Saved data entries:

---

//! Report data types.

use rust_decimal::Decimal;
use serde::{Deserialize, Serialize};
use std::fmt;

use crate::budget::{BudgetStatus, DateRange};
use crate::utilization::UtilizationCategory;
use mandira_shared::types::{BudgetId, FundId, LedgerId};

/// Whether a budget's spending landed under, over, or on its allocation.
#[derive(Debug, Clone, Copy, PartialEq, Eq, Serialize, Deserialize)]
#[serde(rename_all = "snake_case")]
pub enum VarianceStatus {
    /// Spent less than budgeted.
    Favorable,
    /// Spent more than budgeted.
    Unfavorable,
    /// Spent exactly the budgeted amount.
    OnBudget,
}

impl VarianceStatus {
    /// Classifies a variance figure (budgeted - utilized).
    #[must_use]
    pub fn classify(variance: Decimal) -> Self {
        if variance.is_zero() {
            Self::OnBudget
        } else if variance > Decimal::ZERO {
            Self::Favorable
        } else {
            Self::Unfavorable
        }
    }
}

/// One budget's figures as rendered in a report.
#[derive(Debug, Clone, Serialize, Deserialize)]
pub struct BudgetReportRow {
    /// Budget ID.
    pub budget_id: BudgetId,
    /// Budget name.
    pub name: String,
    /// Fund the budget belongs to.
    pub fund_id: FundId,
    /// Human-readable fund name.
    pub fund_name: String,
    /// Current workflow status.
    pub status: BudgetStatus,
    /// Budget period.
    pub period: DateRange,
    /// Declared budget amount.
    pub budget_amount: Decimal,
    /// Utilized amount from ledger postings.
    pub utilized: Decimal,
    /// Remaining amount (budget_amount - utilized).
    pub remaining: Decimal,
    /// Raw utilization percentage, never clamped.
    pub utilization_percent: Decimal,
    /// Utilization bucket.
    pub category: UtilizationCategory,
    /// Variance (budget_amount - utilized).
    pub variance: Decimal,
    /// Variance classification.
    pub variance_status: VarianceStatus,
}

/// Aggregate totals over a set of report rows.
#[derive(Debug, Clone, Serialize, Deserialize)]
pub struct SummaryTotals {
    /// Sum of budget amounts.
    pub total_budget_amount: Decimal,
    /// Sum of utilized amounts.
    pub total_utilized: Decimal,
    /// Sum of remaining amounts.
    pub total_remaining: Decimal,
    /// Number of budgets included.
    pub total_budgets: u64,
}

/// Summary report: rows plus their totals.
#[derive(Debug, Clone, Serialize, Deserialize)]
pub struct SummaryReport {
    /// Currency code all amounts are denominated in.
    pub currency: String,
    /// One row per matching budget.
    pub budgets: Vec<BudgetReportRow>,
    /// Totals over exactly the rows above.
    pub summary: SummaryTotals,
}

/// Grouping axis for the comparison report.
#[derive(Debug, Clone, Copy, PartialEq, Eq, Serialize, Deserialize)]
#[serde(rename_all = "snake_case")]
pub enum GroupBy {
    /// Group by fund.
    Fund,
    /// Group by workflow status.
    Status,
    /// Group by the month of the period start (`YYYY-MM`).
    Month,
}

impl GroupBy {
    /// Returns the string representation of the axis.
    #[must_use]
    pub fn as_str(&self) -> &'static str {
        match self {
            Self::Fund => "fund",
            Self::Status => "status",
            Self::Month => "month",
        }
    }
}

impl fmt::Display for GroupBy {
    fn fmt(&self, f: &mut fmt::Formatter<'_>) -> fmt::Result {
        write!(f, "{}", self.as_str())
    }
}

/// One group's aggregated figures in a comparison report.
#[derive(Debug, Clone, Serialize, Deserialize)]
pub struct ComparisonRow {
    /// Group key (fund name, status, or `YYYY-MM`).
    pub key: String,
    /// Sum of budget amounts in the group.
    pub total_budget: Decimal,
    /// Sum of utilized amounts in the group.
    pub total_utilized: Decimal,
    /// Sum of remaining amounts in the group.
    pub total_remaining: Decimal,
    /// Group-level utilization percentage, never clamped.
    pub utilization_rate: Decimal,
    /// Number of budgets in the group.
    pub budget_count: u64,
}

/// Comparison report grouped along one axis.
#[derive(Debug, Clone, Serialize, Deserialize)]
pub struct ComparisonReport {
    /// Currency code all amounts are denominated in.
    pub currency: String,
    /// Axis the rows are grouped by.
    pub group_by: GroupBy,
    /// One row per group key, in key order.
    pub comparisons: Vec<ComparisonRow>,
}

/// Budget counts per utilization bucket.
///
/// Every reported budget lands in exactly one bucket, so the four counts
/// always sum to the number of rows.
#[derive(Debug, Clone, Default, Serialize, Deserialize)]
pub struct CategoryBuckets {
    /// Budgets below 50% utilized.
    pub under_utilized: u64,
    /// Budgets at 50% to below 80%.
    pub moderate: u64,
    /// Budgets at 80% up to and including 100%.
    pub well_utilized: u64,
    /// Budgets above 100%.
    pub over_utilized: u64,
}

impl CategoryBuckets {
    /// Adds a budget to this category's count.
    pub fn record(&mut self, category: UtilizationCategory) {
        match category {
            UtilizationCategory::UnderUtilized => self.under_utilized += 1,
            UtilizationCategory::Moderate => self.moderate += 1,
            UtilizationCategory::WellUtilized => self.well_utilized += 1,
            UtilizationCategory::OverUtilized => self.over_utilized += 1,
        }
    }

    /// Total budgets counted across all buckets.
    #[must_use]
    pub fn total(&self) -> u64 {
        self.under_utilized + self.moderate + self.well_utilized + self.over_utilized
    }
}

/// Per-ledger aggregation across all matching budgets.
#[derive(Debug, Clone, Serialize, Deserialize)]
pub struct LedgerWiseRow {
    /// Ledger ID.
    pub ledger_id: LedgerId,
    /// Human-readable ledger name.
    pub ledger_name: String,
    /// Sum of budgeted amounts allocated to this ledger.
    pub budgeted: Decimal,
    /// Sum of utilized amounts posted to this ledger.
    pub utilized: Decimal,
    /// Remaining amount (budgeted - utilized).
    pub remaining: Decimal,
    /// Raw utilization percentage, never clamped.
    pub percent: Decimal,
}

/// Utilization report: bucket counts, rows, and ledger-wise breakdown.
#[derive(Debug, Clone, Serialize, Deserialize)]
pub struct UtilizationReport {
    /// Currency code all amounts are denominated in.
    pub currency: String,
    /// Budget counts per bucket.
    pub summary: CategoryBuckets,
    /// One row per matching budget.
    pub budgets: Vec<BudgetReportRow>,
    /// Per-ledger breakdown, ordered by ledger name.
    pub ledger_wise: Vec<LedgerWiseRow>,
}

---

What you will do: Whenever the word "BudgetStatus" occurs in a line of the records, that line counts toward the total; state the total only.

Exercise output: 2